BANGKALAN, Angkatberita.id
Terbitnya pedoman pelayanan kunjungan wartawan yang dikeluarkan Dinas Pendidikan Kabupaten Bangkalan mendapat tanggapan dari berbagai kalangan. Salah satunya datang dari Ketua Umum Lembaga Swadaya Masyarakat (LSM) Pusat Analisa Kajian Informasi Strategis (PAKIS), Abdurrahman Tohir.
Menurutnya, pedoman tersebut pada prinsipnya merupakan upaya untuk menciptakan pelayanan yang lebih tertib, profesional, dan sesuai prosedur. Namun demikian, ia menegaskan bahwa apabila terdapat dugaan pelanggaran hukum maupun indikasi korupsi di lingkungan sekolah, maka penyelesaiannya harus ditempuh melalui jalur hukum yang berlaku.
“Jika ada dugaan korupsi atau penyalahgunaan anggaran di sekolah, jangan berhenti pada perdebatan. Tempuh jalur hukum dengan melaporkannya kepada aparat penegak hukum, baik kepolisian, kejaksaan maupun KPK,” ujar Abdurrahman Tohir, Jumat (19/6/2026).
Sebelumnya, Dinas Pendidikan Kabupaten Bangkalan menerbitkan pedoman bagi kepala sekolah dalam melayani kunjungan wartawan. Dalam pedoman yang dipublikasikan melalui media sosial resmi Disdik Bangkalan tersebut, kepala sekolah diminta tetap tenang, meminta identitas dan surat tugas wartawan, mencatat data kunjungan, serta mengarahkan permintaan dokumen atau informasi publik melalui mekanisme yang berlaku, termasuk melalui PPID.
Selain itu, sekolah juga diimbau untuk mendokumentasikan dan melaporkan apabila terdapat dugaan tindakan intimidatif atau pelanggaran kode etik jurnalistik yang dilakukan oleh oknum yang mengatasnamakan pers.

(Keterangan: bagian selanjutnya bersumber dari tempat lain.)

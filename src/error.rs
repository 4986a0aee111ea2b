//! Error types for Shelfkeeper server

use axum::{
    http::StatusCode,
    response::{IntoResponse, Response},
    Json,
};
use serde::Serialize;
use sqlx::error::ErrorKind;
use thiserror::Error;

/// Stable error codes exposed to API clients
#[derive(Debug, Clone, Copy, PartialEq, Eq)]
#[repr(u32)]
pub enum ErrorCode {
    Failure = 1,
    DbFailure = 3,
    NoSuchData = 4,
    BadValue = 5,
    InvalidState = 6,
    CatalogSourceFailure = 7,
}

/// Main application error type
#[derive(Error, Debug)]
pub enum AppError {
    /// Malformed or out-of-range input, debt ceiling, insufficient inventory
    #[error("Validation error: {0}")]
    Validation(String),

    #[error("Not found: {0}")]
    NotFound(String),

    /// Operation conflicts with current record state (already settled,
    /// duplicate identifier, record still referenced)
    #[error("Invalid state: {0}")]
    State(String),

    #[error("Database error: {0}")]
    Database(#[source] sqlx::Error),

    #[error("Migration error: {0}")]
    Migration(#[from] sqlx::migrate::MigrateError),

    #[error("Catalog import error: {0}")]
    CatalogImport(String),

    #[error("Internal server error: {0}")]
    Internal(String),
}

impl From<sqlx::Error> for AppError {
    /// Constraint violations come from concurrent writers racing past a
    /// check made earlier in the same unit of work.
    fn from(error: sqlx::Error) -> Self {
        if let sqlx::Error::Database(db) = &error {
            match db.kind() {
                ErrorKind::UniqueViolation => {
                    return AppError::State("Record with this identifier already exists".to_string())
                }
                ErrorKind::ForeignKeyViolation => {
                    return AppError::State("Record is still referenced or no longer exists".to_string())
                }
                ErrorKind::CheckViolation => {
                    return AppError::State("Change conflicts with current stock levels".to_string())
                }
                _ => {}
            }
        }
        AppError::Database(error)
    }
}

impl From<validator::ValidationErrors> for AppError {
    fn from(errors: validator::ValidationErrors) -> Self {
        AppError::Validation(errors.to_string())
    }
}

impl From<reqwest::Error> for AppError {
    fn from(error: reqwest::Error) -> Self {
        AppError::CatalogImport(error.to_string())
    }
}

/// Error response body
#[derive(Serialize, utoipa::ToSchema)]
pub struct ErrorResponse {
    pub code: u32,
    pub error: String,
    pub message: String,
}

impl AppError {
    fn parts(&self) -> (StatusCode, ErrorCode, String) {
        match self {
            AppError::Validation(msg) => (StatusCode::BAD_REQUEST, ErrorCode::BadValue, msg.clone()),
            AppError::NotFound(msg) => (StatusCode::NOT_FOUND, ErrorCode::NoSuchData, msg.clone()),
            AppError::State(msg) => (StatusCode::CONFLICT, ErrorCode::InvalidState, msg.clone()),
            AppError::Database(e) => {
                tracing::error!("Database error: {:?}", e);
                (
                    StatusCode::INTERNAL_SERVER_ERROR,
                    ErrorCode::DbFailure,
                    "Database error".to_string(),
                )
            }
            AppError::Migration(e) => {
                tracing::error!("Migration error: {:?}", e);
                (
                    StatusCode::INTERNAL_SERVER_ERROR,
                    ErrorCode::DbFailure,
                    "Database error".to_string(),
                )
            }
            AppError::CatalogImport(msg) => {
                tracing::warn!("Catalog import failure: {}", msg);
                (StatusCode::BAD_GATEWAY, ErrorCode::CatalogSourceFailure, msg.clone())
            }
            AppError::Internal(msg) => {
                tracing::error!("Internal error: {}", msg);
                (
                    StatusCode::INTERNAL_SERVER_ERROR,
                    ErrorCode::Failure,
                    "Internal server error".to_string(),
                )
            }
        }
    }
}

impl IntoResponse for AppError {
    fn into_response(self) -> Response {
        let (status, code, message) = self.parts();

        let body = Json(ErrorResponse {
            code: code as u32,
            error: format!("{:?}", code),
            message,
        });

        (status, body).into_response()
    }
}

/// Result type alias for application operations
pub type AppResult<T> = Result<T, AppError>;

Menanggapi hal tersebut, Abdurrahman menilai pengawasan terhadap penggunaan anggaran pendidikan merupakan tanggung jawab bersama. Karena itu, media, aktivis, maupun LSM memiliki hak dan peran sebagai kontrol sosial untuk memastikan anggaran pendidikan dikelola secara transparan dan akuntabel.
“Dana pendidikan berasal dari uang rakyat. Penggunaannya harus bisa dipertanggungjawabkan. Jika ditemukan indikasi penyimpangan yang didukung data dan bukti, segera laporkan kepada aparat penegak hukum agar dapat diproses sesuai ketentuan,” katanya.
Ia juga mengingatkan agar setiap laporan yang disampaikan tidak hanya berdasarkan asumsi, melainkan dilengkapi dengan dokumen dan bukti pendukung yang memadai.
“Laporan harus berbasis fakta. Sertakan dokumen, foto, rekaman, atau bukti lain yang relevan. Dengan begitu, aparat penegak hukum dapat melakukan pendalaman secara profesional dan objektif,” tegasnya.
Abdurrahman menambahkan bahwa keberadaan pedoman pelayanan wartawan maupun pengawasan publik seharusnya tidak dipertentangkan. Menurutnya, keduanya dapat berjalan beriringan dalam mewujudkan tata kelola pendidikan yang bersih, transparan, dan bebas dari praktik korupsi.
“Yang terpenting adalah semua pihak menghormati aturan dan menjalankan fungsi masing-masing. Jika ada dugaan pelanggaran hukum, gunakan mekanisme hukum yang tersedia. Itu cara yang paling tepat untuk menjaga dunia pendidikan dan menyelamatkan uang negara,” pungkasnya.